Egal welche Perspektive Sie im Einzelnen auf den Immobilienmarkt haben – alle profitieren von besseren Daten, wissen mehr und verstehen den Markt besser. Das gilt nicht zuletzt für die Finanzindustrie selbst. Es besteht die Hoffnung, dass die Kosten, die von kreditfinanzierten Immobilienblasen ausgehen können, zukünftig ausbleiben. Angesichts der Unsicherheiten über die zukünftige wirtschaftliche Entwicklung kann aber keine abschließende Sicherheit gegeben werden. Daher zählt weiterhin Vorbeugung. Jeder einzelne, in dem er oder sie die Tragfähigkeit von Finanzierungsmodellen gründlich prüft. Die Politik ist betroffen, indem sie die Aufsicht handlungsfähig hält und die noch offenen Empfehlungen des Ausschusses für Finanzstabilität aus dem Jahr 2015 umsetzt.

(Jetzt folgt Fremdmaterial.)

use std::{
    io,
    path::{Path, PathBuf},
};

use async_trait::async_trait;
use bytes::Bytes;
use chrono::{DateTime, Utc};
use futures::{stream::BoxStream, StreamExt, TryStreamExt};
use tokio_util::io::ReaderStream;

use crate::{
    EntryKind, ErrorCode, FileStat, LayerFsError, LayerFsResult, StorageBackend, VirtualPath,
};

//--------------------------------------------------------------------------------------------------
// Types
//--------------------------------------------------------------------------------------------------

/// A storage backend that uses the native filesystem.
///
/// This implementation provides direct access to the underlying filesystem, rooted at a specific
/// directory. All operations are performed relative to this root directory, so `/` maps to the
/// root directory itself.
///
/// Symlinks are never followed into directories. A symlink resolving to a regular file is
/// listed and read as that file. Any other symlink is left out of listings, and a direct stat
/// reports it as a file so it is never walked into.
#[derive(Debug, Clone)]
pub struct NativeBackend {
    /// The root directory for this backend instance
    root_path: PathBuf,
}

//--------------------------------------------------------------------------------------------------
// Methods
//--------------------------------------------------------------------------------------------------

impl NativeBackend {
    /// Creates a new native backend with the given root path.
    pub fn new(root_path: impl Into<PathBuf>) -> Self {
        Self {
            root_path: root_path.into(),
        }
    }

    /// Returns the directory this backend is rooted at.
    pub fn get_root_path(&self) -> &Path {
        &self.root_path
    }

    /// Converts a virtual path to a native filesystem path.
    fn to_native_path(&self, path: &VirtualPath) -> PathBuf {
        path.to_native(&self.root_path)
    }

    /// Gets metadata for a path without following a final symlink.
    ///
    /// The root is the one path that is resolved, so a backend may be rooted at a symlink.
    async fn metadata_checked(&self, path: &VirtualPath) -> LayerFsResult<std::fs::Metadata> {
        let native_path = self.to_native_path(path);
        let metadata = if path.is_root() {
            tokio::fs::metadata(native_path).await
        } else {
            tokio::fs::symlink_metadata(native_path).await
        };

        metadata.map_err(|e| map_io_error(path, e))
    }

    /// Like [`metadata_checked`](Self::metadata_checked), but `None` if the path is absent.
    async fn metadata_opt(&self, path: &VirtualPath) -> LayerFsResult<Option<std::fs::Metadata>> {
        match self.metadata_checked(path).await {
            Ok(metadata) => Ok(Some(metadata)),
            Err(e) if e.is_not_found() => Ok(None),
            Err(e) => Err(e),
        }
    }
}

//--------------------------------------------------------------------------------------------------
// Functions
//--------------------------------------------------------------------------------------------------

/// Returns `true` if a symlink at `native_path` resolves to a regular file.
async fn links_to_file(native_path: &Path) -> bool {
    tokio::fs::metadata(native_path)
        .await
        .is_ok_and(|target| target.is_file())
}

/// Translates an IO error into the backend error kind for `path`.
fn map_io_error(path: &VirtualPath, error: io::Error) -> LayerFsError {
    LayerFsError::from_code(ErrorCode::from(error.kind()), path.clone(), error.to_string())
}

fn to_file_stat(metadata: &std::fs::Metadata) -> FileStat {
    let modified_at = metadata
        .modified()
        .map(DateTime::<Utc>::from)
        .unwrap_or_else(|_| Utc::now());

    if metadata.is_dir() {
        FileStat::new(EntryKind::Directory, 0, modified_at)
    } else {
        FileStat::new(EntryKind::File, metadata.len(), modified_at)
    }
}

//--------------------------------------------------------------------------------------------------
// Trait Implementations
//--------------------------------------------------------------------------------------------------

#[async_trait]
impl StorageBackend for NativeBackend {
    async fn stat(&self, path: &VirtualPath) -> LayerFsResult<FileStat> {
        let metadata = self.metadata_checked(path).await?;
        if metadata.file_type().is_symlink() {
            if let Ok(target) = tokio::fs::metadata(self.to_native_path(path)).await {
                if target.is_file() {
                    return Ok(to_file_stat(&target));
                }
            }
        }

        Ok(to_file_stat(&metadata))
    }

    async fn read_file(&self, path: &VirtualPath) -> LayerFsResult<Bytes> {
        let metadata = self.metadata_checked(path).await?;
        if metadata.is_dir() {
            return Err(LayerFsError::IsADirectory(path.clone()));
        }

        tokio::fs::read(self.to_native_path(path))
            .await
            .map(Bytes::from)
            .map_err(|e| map_io_error(path, e))
    }

    async fn write_file(&self, path: &VirtualPath, content: Bytes) -> LayerFsResult<()> {
        if path.is_root() {
            return Err(LayerFsError::IsADirectory(path.clone()));
        }

        let native_path = self.to_native_path(path);
        if let Some(metadata) = self.metadata_opt(path).await? {
            if metadata.is_dir() {
                return Err(LayerFsError::IsADirectory(path.clone()));
            }
        }

        if let Some(parent) = native_path.parent() {
            tokio::fs::create_dir_all(parent)
                .await
                .map_err(|e| map_io_error(path, e))?;
        }

        tokio::fs::write(&native_path, &content)
            .await
            .map_err(|e| map_io_error(path, e))
    }

    async fn readdir(&self, path: &VirtualPath) -> LayerFsResult<Vec<String>> {
        let metadata = self.metadata_checked(path).await?;
        if !metadata.is_dir() {
            return Err(LayerFsError::NotADirectory(path.clone()));
        }

        let mut entries = Vec::new();
        let mut dir = tokio::fs::read_dir(self.to_native_path(path))
            .await
            .map_err(|e| map_io_error(path, e))?;

        while let Some(entry) = dir.next_entry().await.map_err(|e| map_io_error(path, e))? {
            let file_name = entry.file_name();
            let Some(name) = file_name.to_str() else {
                tracing::warn!("skipping non utf-8 name in {}: {:?}", path, file_name);
                continue;
            };

            // A virtual path would read `\` as a separator
            if name.contains('\\') {
                tracing::warn!("skipping name containing a backslash in {}: {}", path, name);
                continue;
            }

            let file_type = entry.file_type().await.map_err(|e| map_io_error(path, e))?;
            if file_type.is_symlink() && !links_to_file(&entry.path()).await {
                tracing::warn!("skipping symlink that is not a file: {}", path.join(name));
                continue;
            }

            entries.push(name.to_string());
        }

        entries.sort();
        Ok(entries)
    }

    async fn unlink(&self, path: &VirtualPath) -> LayerFsResult<()> {
        if path.is_root() {
            return Err(LayerFsError::InvalidPath(path.clone()));
        }

        let metadata = self.metadata_checked(path).await?;
        if metadata.is_dir() {
            return Err(LayerFsError::IsADirectory(path.clone()));
        }

        tokio::fs::remove_file(self.to_native_path(path))
            .await
            .map_err(|e| map_io_error(path, e))
    }

    async fn mkdir(&self, path: &VirtualPath) -> LayerFsResult<()> {
        if self.metadata_opt(path).await?.is_some() {
            return Err(LayerFsError::AlreadyExists(path.clone()));
        }

        let native_path = self.to_native_path(path);

        tokio::fs::create_dir_all(native_path)
            .await
            .map_err(|e| map_io_error(path, e))
    }

    async fn rmdir(&self, path: &VirtualPath) -> LayerFsResult<()> {
        if path.is_root() {
            return Err(LayerFsError::InvalidPath(path.clone()));
        }

        let metadata = self.metadata_checked(path).await?;
        if !metadata.is_dir() {
            return Err(LayerFsError::NotADirectory(path.clone()));
        }

        let native_path = self.to_native_path(path);
        let mut dir = tokio::fs::read_dir(&native_path)
            .await
            .map_err(|e| map_io_error(path, e))?;
        if dir
            .next_entry()
            .await
            .map_err(|e| map_io_error(path, e))?
            .is_some()
        {
            return Err(LayerFsError::DirectoryNotEmpty(path.clone()));
        }

        tokio::fs::remove_dir(native_path)
            .await
            .map_err(|e| map_io_error(path, e))
    }

    async fn read_stream(
        &self,
        path: &VirtualPath,
        chunk_size: usize,
    ) -> LayerFsResult<BoxStream<'static, LayerFsResult<Bytes>>> {
        let metadata = self.metadata_checked(path).await?;
        if metadata.is_dir() {
            return Err(LayerFsError::IsADirectory(path.clone()));
        }

        let file = tokio::fs::File::open(self.to_native_path(path))
            .await
            .map_err(|e| map_io_error(path, e))?;

        let path = path.clone();
        Ok(ReaderStream::with_capacity(file, chunk_size.max(1))
            .map_err(move |e| map_io_error(&path, e))
            .boxed())
    }
}

//--------------------------------------------------------------------------------------------------
// Tests
//--------------------------------------------------------------------------------------------------

#[cfg(test)]
mod tests {
    use tempfile::TempDir;

    use super::*;

    fn p(path: &str) -> VirtualPath {
        VirtualPath::from(path)
    }

    #[tokio::test]
    async fn test_native_write_read_roundtrip_creates_parents() -> anyhow::Result<()> {
        let temp = TempDir::new()?;
        let backend = NativeBackend::new(temp.path());

        backend
            .write_file(&p("/nested/dir/file.txt"), Bytes::from("content"))
            .await?;

        assert!(temp.path().join("nested/dir/file.txt").exists());
        assert_eq!(backend.read_file(&p("/nested/dir/file.txt")).await?, "content");

        let stat = backend.stat(&p("/nested/dir/file.txt")).await?;
        assert!(stat.is_file());
        assert_eq!(stat.get_size(), 7);
        assert!(backend.stat(&p("/nested")).await?.is_directory());

        Ok(())
    }

    #[tokio::test]
    async fn test_native_errors_are_typed() -> anyhow::Result<()> {
        let temp = TempDir::new()?;
        let backend = NativeBackend::new(temp.path());
        backend.write_file(&p("/dir/f"), Bytes::from("x")).await?;

        assert!(matches!(
            backend.stat(&p("/missing")).await,
            Err(LayerFsError::NotFound(_))
        ));
        assert!(matches!(
            backend.read_file(&p("/dir")).await,
            Err(LayerFsError::IsADirectory(_))
        ));
        assert!(matches!(
            backend.readdir(&p("/dir/f")).await,
            Err(LayerFsError::NotADirectory(_))
        ));
        assert!(matches!(
            backend.rmdir(&p("/dir")).await,
            Err(LayerFsError::DirectoryNotEmpty(_))
        ));
        assert!(matches!(
            backend.unlink(&VirtualPath::root()).await,
            Err(LayerFsError::InvalidPath(_))
        ));
        assert!(matches!(
            backend.mkdir(&p("/dir")).await,
            Err(LayerFsError::AlreadyExists(_))
        ));

        Ok(())
    }

    #[tokio::test]
    async fn test_native_readdir_sorted() -> anyhow::Result<()> {
        let temp = TempDir::new()?;
        let backend = NativeBackend::new(temp.path());
        for name in ["/zeta", "/alpha", "/mid/x"] {
            backend.write_file(&p(name), Bytes::from("x")).await?;
        }

        assert_eq!(
            backend.readdir(&VirtualPath::root()).await?,
            vec!["alpha", "mid", "zeta"]
        );

        Ok(())
    }

    #[tokio::test]
    async fn test_native_read_stream_yields_all_bytes() -> anyhow::Result<()> {
        let temp = TempDir::new()?;
        let backend = NativeBackend::new(temp.path());
        let content = (0..10_000u32).map(|i| (i % 251) as u8).collect::<Vec<_>>();
        backend
            .write_file(&p("/blob"), Bytes::from(content.clone()))
            .await?;

        let chunks: Vec<Bytes> = backend
            .read_stream(&p("/blob"), 1024)
            .await?
            .try_collect()
            .await?;
        assert!(chunks.iter().all(|c| c.len() <= 1024));
        assert_eq!(chunks.concat(), content);

        Ok(())
    }

    #[tokio::test]
    async fn test_native_unlink_and_rmdir() -> anyhow::Result<()> {
        let temp = TempDir::new()?;
        let backend = NativeBackend::new(temp.path());
        backend.write_file(&p("/d/f"), Bytes::from("x")).await?;

        backend.unlink(&p("/d/f")).await?;
        backend.rmdir(&p("/d")).await?;
        assert!(backend.readdir(&VirtualPath::root()).await?.is_empty());

        Ok(())
    }

    #[cfg(unix)]
    #[tokio::test]
    async fn test_native_symlink_cycle_is_not_walked() -> anyhow::Result<()> {
        let temp = TempDir::new()?;
        std::fs::write(temp.path().join("f.txt"), "content")?;
        std::os::unix::fs::symlink(".", temp.path().join("loop"))?;
        std::os::unix::fs::symlink("f.txt", temp.path().join("link.txt"))?;
        std::os::unix::fs::symlink("missing", temp.path().join("dangling"))?;
        let backend = NativeBackend::new(temp.path());

        assert_eq!(
            backend.readdir(&VirtualPath::root()).await?,
            vec!["f.txt", "link.txt"]
        );

        let files = crate::list_files(&backend, &VirtualPath::root())
            .await?
            .into_iter()
            .map(|(path, stat)| (path.to_string(), stat.get_size()))
            .collect::<Vec<_>>();
        assert_eq!(
            files,
            vec![("/f.txt".to_string(), 7), ("/link.txt".to_string(), 7)]
        );

        assert!(backend.stat(&p("/loop")).await?.is_file());
        assert!(matches!(
            backend.readdir(&p("/loop")).await,
            Err(LayerFsError::NotADirectory(_))
        ));
        assert_eq!(backend.read_file(&p("/link.txt")).await?, "content");

        Ok(())
    }

    #[cfg(unix)]
    #[tokio::test]
    async fn test_native_readdir_skips_backslash_names() -> anyhow::Result<()> {
        let temp = TempDir::new()?;
        std::fs::write(temp.path().join("a\\b"), "x")?;
        std::fs::write(temp.path().join("plain"), "y")?;
        let backend = NativeBackend::new(temp.path());

        assert_eq!(backend.readdir(&VirtualPath::root()).await?, vec!["plain"]);

        Ok(())
    }
}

Auch wenn derzeit keine Notwendigkeit besteht, spezielle makroprudenzielle Instrumente für den Wohnimmobilienmarkt zu aktivieren, beobachtet die Bundesbank diesen Markt weiterhin sehr genau. Denn die stark gestiegenen Preise bergen das Risiko, dass die Werthaltigkeit von Kreditsicherheiten überschätzt wird. Im Falle einer Krise könnten die Kreditportfolios deutscher Banken teilweise empfindlich getroffen werden.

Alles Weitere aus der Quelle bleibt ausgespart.